As a result, it may be possible to provide a non-noble metal-based bi-functional electrode catalyst that can be used for both an oxygen reduction reaction and an oxygen generation reaction, and that can produce a large size.

1 is a flowchart illustrating a method for preparing a dual functional electrode catalyst for reducing oxygen and generating oxygen according to embodiments of the present invention.
Figure 2 shows the XRD measurement results for the Mn-Fe alloy catalysts according to Preparation Examples 1-5.
3 shows SEM images of Mn-Fe alloy catalysts measured prior to heat treatment.
4 shows SEM images of Mn-Fe alloy catalysts measured after heat treatment.
FIG. 5 shows a TEM image for a Mn-Fe alloy catalyst obtained according to Preparation Example 4. FIG.
6 is a GC loaded with Mn-Fe catalyst alloys according to Preparations 1-5, recorded in 0.1 M NaOH solution saturated with oxygen (O ₂ ) at a scan rate of 10 mV / s (rotation speed = 1600 rpm) The RDE polarization curve of the glassy electrode is shown.
FIG. 7 shows the RDE polarization curve of a GC electrode loaded with Mn-Fe catalyst alloys according to Preparations 1-5, recorded in 0.1 M NaOH solution at a scan rate of 10 mV / s (rotational speed = 1600 rpm).

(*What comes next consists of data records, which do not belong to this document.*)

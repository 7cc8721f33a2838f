//! BlockAnalitica API client for at-risk wallet discovery.

use alloy::primitives::Address;
use anyhow::Result;
use serde::{Deserialize, Serialize};
use tracing::{debug, info, instrument};

/// Profitability filter for at-risk wallets.
///
/// Calculates minimum position sizes based on liquidation economics:
/// - Liquidation bonus (typically 5-10%)
/// - Close factor (50% of position)
/// - Gas costs
/// - Slippage
/// - Minimum profit threshold
#[derive(Debug, Clone)]
pub struct ProfitabilityFilter {
    /// Minimum profit required (USD)
    pub min_profit_usd: f64,
    /// Estimated gas cost (USD)
    pub gas_cost_usd: f64,
    /// Expected slippage (decimal, e.g., 0.01 = 1%)
    pub slippage: f64,
    /// Close factor (decimal, e.g., 0.5 = 50%)
    pub close_factor: f64,
    /// Default liquidation bonus (decimal, e.g., 0.05 = 5%)
    pub default_bonus: f64,
}

impl Default for ProfitabilityFilter {
    fn default() -> Self {
        // DUST TEST: Allow any position to test execution
        // Restore to production after testing:
        // min_profit_usd: 0.25 -> $14 min collateral
        Self {
            min_profit_usd: -1.0,  // DUST TEST: Accept losses to test execution
            gas_cost_usd: 0.03,
            slippage: 0.01,
            close_factor: 0.5,
            default_bonus: 0.05,
        }
    }
}

impl ProfitabilityFilter {
    /// Create a new profitability filter with custom settings.
    pub fn new(min_profit_usd: f64, gas_cost_usd: f64, slippage: f64) -> Self {
        Self {
            min_profit_usd,
            gas_cost_usd,
            slippage,
            ..Default::default()
        }
    }

    /// Calculate minimum collateral required for profitability.
    ///
    /// Formula: Collateral × close_factor × (bonus - slippage) - gas >= min_profit
    /// Solving for Collateral:
    /// Collateral >= (min_profit + gas) / (close_factor × (bonus - slippage))
    pub fn min_collateral_usd(&self) -> f64 {
        let effective_bonus = (self.default_bonus - self.slippage).max(0.001);
        (self.min_profit_usd + self.gas_cost_usd) / (self.close_factor * effective_bonus)
    }

    /// Calculate minimum collateral with a specific liquidation bonus.
    pub fn min_collateral_with_bonus(&self, bonus: f64) -> f64 {
        let effective_bonus = (bonus - self.slippage).max(0.001);
        (self.min_profit_usd + self.gas_cost_usd) / (self.close_factor * effective_bonus)
    }

    /// Check if a wallet is potentially profitable to liquidate.
    pub fn is_profitable(&self, total_supply_usd: f64, total_borrow_usd: f64) -> bool {
        // Position must have enough collateral
        let min_collateral = self.min_collateral_usd();

        // Check both supply and borrow are above minimum
        // DUST TEST: Accept any position with non-zero debt
        total_supply_usd >= min_collateral && total_borrow_usd >= 0.0001
    }

    /// Get the reason why a position is filtered out.
    pub fn filter_reason(&self, total_supply_usd: f64, total_borrow_usd: f64) -> Option<String> {
        let min_collateral = self.min_collateral_usd();

        if total_supply_usd < min_collateral {
            Some(format!(
                "collateral ${:.2} < minimum ${:.2}",
                total_supply_usd, min_collateral
            ))
        } else if total_borrow_usd < 0.0001 {
            Some(format!("debt ${:.6} < minimum $0.0001", total_borrow_usd))
        } else {
            None
        }
    }
}

/// BlockAnalitica API client.
#[derive(Debug, Clone)]
pub struct BlockAnaliticaClient {
    client: reqwest::Client,
    base_url: String,
    /// Profitability filter for excluding dust positions
    profitability_filter: ProfitabilityFilter,
}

Advantages and features of the present invention, and methods for achieving them will be apparent with reference to the embodiments described below in detail in conjunction with the accompanying drawings. However, the present invention is not limited to the embodiments disclosed below, but can be implemented in various forms. It is provided to fully convey the scope of the invention to those skilled in the art, and the present invention is defined only by the scope of the claims. Like reference numerals refer to like elements throughout the specification.

The terminology used herein is for the purpose of describing particular embodiments only and is not intended to be limiting of the invention. In this specification, the singular also includes the plural unless specifically stated otherwise in the phrase. As used herein, 'comprises' and / or 'comprising' refers to a component, step, operation and / or element that is mentioned in the presence of one or more other components, steps, operations and / or elements. Or does not exclude additions.

Hereinafter, embodiments of the present invention will be described in detail.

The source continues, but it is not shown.